Top of Provided entries

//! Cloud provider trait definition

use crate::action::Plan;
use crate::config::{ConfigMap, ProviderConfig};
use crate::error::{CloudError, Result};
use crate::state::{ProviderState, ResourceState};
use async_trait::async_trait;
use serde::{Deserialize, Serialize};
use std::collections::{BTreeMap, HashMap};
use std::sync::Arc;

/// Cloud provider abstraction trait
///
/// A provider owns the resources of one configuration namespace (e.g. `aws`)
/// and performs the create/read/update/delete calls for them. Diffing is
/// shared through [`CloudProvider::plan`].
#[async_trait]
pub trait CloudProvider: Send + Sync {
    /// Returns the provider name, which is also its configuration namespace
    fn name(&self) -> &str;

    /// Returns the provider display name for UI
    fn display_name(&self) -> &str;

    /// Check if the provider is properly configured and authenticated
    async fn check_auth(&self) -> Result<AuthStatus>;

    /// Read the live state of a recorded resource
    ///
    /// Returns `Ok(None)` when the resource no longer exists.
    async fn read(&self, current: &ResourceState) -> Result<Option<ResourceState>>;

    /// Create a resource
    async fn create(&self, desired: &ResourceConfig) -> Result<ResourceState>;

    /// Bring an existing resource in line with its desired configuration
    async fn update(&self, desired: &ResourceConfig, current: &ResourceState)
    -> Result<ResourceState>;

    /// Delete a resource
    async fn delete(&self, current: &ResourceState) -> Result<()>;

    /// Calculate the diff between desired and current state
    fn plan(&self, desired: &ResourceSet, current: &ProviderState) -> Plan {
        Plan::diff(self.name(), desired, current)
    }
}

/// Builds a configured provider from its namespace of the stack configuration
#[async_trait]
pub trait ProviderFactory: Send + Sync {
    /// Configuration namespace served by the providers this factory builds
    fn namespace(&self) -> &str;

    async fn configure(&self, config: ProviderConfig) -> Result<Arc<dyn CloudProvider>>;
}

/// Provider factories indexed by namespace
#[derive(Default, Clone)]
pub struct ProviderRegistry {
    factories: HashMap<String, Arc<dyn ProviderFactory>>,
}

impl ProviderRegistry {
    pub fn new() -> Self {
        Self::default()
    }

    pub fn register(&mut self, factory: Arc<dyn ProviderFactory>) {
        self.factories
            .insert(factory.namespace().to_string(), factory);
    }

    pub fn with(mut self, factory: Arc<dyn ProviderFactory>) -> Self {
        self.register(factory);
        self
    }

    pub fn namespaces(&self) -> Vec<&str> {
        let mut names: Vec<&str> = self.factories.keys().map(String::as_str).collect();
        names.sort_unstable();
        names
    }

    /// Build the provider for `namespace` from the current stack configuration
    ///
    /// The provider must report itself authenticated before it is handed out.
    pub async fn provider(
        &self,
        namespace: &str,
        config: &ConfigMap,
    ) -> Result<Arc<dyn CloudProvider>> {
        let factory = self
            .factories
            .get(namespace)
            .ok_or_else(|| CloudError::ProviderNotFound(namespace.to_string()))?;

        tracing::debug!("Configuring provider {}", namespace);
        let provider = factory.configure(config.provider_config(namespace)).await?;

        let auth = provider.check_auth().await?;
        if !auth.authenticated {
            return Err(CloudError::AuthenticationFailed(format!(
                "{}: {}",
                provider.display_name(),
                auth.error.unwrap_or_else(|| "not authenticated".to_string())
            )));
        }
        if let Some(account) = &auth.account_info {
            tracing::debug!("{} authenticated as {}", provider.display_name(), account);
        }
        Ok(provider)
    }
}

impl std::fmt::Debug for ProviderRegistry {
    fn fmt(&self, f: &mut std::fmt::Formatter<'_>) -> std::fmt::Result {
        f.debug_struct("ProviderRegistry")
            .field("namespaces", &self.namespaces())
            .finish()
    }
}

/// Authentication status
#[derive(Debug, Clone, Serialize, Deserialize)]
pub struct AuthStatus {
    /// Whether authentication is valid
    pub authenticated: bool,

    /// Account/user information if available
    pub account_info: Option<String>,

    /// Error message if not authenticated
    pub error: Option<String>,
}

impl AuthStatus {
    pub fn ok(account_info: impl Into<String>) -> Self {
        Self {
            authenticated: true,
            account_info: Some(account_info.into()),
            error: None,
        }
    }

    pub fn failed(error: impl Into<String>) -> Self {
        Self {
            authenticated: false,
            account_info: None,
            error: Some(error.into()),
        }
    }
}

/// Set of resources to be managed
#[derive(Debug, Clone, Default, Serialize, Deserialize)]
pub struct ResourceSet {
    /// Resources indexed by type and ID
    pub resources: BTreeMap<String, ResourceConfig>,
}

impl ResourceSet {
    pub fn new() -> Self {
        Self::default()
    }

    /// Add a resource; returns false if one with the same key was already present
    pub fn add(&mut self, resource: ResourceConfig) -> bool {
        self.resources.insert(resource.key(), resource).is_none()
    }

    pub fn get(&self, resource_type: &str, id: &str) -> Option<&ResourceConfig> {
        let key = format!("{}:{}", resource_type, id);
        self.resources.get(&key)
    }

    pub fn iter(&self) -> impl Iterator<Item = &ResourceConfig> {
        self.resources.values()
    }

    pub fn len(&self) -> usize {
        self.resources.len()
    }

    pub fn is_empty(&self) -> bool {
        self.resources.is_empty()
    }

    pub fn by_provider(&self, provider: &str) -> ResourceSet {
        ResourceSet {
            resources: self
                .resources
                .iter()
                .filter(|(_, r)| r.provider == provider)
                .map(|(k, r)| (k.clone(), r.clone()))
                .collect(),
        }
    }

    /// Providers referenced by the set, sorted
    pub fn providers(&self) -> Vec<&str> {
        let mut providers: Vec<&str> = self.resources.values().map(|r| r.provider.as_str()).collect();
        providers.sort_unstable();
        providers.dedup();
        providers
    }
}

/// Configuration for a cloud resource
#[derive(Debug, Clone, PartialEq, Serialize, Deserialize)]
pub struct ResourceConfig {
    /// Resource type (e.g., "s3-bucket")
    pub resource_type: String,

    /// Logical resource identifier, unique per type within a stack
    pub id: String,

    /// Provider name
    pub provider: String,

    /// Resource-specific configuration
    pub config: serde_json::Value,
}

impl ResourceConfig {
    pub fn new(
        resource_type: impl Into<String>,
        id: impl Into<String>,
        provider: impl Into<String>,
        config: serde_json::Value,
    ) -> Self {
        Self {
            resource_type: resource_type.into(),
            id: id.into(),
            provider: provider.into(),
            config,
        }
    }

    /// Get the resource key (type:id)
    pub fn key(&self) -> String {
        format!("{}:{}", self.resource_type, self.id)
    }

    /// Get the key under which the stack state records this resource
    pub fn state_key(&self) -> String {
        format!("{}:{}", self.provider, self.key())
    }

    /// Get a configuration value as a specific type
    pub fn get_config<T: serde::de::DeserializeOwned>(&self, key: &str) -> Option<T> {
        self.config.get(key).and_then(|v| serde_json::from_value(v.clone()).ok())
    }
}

Bottom of Provided entries

Work required -
For the records above, state the number of lines that contain "insert", and provide nothing further.

Answer to this exercise -
2